Records to process below:

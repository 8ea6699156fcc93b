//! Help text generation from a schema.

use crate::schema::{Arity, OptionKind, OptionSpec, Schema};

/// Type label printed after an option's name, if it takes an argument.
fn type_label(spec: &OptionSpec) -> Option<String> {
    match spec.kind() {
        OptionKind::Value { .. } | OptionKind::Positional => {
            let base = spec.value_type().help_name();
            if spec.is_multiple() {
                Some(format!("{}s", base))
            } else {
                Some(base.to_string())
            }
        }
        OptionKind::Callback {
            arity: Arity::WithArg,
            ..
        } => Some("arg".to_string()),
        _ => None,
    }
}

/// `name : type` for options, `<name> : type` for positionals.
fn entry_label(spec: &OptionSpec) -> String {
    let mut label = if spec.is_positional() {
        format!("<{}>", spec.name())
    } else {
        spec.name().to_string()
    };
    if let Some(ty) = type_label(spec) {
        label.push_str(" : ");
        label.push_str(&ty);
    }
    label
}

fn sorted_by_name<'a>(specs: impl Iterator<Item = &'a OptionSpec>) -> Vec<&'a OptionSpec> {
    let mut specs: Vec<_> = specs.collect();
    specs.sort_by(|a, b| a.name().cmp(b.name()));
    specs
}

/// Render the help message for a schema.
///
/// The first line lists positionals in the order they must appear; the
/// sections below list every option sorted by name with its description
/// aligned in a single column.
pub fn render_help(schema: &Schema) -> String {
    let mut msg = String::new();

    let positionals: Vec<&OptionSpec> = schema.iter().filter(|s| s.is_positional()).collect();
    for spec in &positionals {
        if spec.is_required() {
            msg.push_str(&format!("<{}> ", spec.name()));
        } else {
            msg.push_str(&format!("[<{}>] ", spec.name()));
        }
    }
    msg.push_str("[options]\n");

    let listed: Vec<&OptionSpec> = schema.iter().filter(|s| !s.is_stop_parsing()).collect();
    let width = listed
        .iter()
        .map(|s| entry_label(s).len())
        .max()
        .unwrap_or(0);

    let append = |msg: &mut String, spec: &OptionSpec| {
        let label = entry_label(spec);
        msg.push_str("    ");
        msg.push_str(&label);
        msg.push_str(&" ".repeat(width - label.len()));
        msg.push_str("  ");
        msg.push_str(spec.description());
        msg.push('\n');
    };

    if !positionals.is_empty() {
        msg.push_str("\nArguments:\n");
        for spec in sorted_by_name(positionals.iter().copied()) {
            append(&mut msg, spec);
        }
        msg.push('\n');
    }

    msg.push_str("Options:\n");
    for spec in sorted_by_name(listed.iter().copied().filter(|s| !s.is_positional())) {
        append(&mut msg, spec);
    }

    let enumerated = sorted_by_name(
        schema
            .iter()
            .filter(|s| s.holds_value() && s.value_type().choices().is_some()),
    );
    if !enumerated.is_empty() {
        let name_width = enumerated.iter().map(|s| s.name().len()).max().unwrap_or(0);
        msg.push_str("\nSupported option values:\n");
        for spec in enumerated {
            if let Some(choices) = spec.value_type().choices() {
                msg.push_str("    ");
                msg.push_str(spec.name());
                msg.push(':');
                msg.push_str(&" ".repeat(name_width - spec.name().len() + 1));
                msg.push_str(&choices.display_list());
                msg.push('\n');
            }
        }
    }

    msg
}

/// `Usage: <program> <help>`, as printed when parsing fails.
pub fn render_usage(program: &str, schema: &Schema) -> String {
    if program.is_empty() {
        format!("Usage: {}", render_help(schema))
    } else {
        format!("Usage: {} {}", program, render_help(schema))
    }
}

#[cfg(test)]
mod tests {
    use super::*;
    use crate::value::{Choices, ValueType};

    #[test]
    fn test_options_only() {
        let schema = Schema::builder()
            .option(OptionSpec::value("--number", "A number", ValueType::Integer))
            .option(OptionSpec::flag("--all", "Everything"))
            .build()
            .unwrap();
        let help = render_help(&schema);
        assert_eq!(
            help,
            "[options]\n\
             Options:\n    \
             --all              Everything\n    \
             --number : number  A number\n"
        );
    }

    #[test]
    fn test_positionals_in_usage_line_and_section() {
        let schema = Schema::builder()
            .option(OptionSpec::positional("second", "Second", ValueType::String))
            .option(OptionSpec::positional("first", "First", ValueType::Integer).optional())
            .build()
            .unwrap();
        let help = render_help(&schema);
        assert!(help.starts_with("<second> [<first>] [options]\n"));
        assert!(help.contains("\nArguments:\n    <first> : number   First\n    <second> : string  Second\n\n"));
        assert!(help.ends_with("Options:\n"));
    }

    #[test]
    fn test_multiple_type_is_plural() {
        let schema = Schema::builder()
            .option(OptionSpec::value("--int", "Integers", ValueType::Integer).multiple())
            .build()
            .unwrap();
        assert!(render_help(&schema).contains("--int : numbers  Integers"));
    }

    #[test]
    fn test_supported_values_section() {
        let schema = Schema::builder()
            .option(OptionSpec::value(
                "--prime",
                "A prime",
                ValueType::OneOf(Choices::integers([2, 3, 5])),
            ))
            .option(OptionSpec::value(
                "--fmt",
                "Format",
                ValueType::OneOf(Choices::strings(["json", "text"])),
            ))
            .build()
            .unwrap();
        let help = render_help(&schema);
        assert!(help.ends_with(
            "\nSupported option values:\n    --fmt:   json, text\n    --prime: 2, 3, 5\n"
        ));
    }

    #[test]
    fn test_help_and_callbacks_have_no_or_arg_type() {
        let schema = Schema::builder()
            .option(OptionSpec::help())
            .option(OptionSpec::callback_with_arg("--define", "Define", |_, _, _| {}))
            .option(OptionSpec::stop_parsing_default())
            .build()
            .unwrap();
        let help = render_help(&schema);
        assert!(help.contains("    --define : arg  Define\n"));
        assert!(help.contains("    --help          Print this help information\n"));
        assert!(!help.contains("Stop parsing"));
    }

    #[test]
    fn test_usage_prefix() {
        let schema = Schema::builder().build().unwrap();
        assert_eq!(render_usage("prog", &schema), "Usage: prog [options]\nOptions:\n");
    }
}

End of Records to process.

Task requirements →
From the entries above, copy every line containing the word "Arity".

Response to the exercise →
use crate::schema::{Arity, OptionKind, OptionSpec, Schema};
            arity: Arity::WithArg,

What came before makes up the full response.